• [DIRECTIONS]
Within the entries below, every line containing "executors" is to be copied.

• [SOURCE DATA]

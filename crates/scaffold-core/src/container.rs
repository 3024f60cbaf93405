use std::sync::Arc;

use crate::config::ScaffoldConfig;
use crate::models::CoreResult;
use crate::orchestration::{TaskExecutionCoordinator, TaskRegistry, TaskRetentionSweeper};
use crate::session::{SessionResolver, SessionStoreFactory};

/// The long-lived components, built once from a resolved [`ScaffoldConfig`].
pub struct Services {
    pub factory: Arc<SessionStoreFactory>,
    pub registry: TaskRegistry,
    pub coordinator: Arc<TaskExecutionCoordinator>,
    pub sweeper: TaskRetentionSweeper,
    pub resolver: SessionResolver,
}

impl Services {
    pub fn from_config(config: &ScaffoldConfig) -> CoreResult<Self> {
        let factory = Arc::new(SessionStoreFactory::new(config.session_factory())?);
        let registry = TaskRegistry::new();
        let coordinator = Arc::new(TaskExecutionCoordinator::new(factory.clone(), registry));
        let sweeper = TaskRetentionSweeper::new(factory.clone(), registry, config.retention());
        let resolver = SessionResolver::new(config.resolver());

        tracing::info!(
            max_sessions = config.session.max_sessions,
            session_timeout_ms = config.session.session_timeout_ms,
            session_isolation = config.profile.session_isolation,
            full_auth = config.profile.full_auth,
            "initialized scaffold services"
        );

        Ok(Self {
            factory,
            registry,
            coordinator,
            sweeper,
            resolver,
        })
    }

    /// Starts the retention timer. Must run inside a tokio runtime.
    pub fn start_background(&self) -> bool {
        self.sweeper.start()
    }

    /// Stops the retention timer and cancels every in-flight task run.
    /// Returns how many runs were cancelled.
    pub fn shutdown(&self) -> usize {
        self.sweeper.stop();
        let cancelled = self.coordinator.cancel_all_running_tasks();
        tracing::info!(cancelled, "scaffold services shut down");
        cancelled
    }
}
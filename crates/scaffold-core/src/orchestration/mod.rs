pub mod execution;
pub mod executors;
pub mod registry;
pub mod retention;

pub use execution::{
    ProgressReporter, RunningTaskKey, TaskCancellationToken, TaskExecutionCoordinator,
    TaskExecutor,
};
pub use executors::{FailingExecutor, PlannedStep, SampleExecutor, StepPlanExecutor};
pub use registry::{RetentionLimits, TaskFilter, TaskRegistry};
pub use retention::{
    RetentionOptions, RetentionOptionsUpdate, SweepReport, SweeperStatus, TaskRetentionSweeper,
};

• [SOLUTION TO THIS TASK]
pub mod executors;
pub use executors::{FailingExecutor, PlannedStep, SampleExecutor, StepPlanExecutor};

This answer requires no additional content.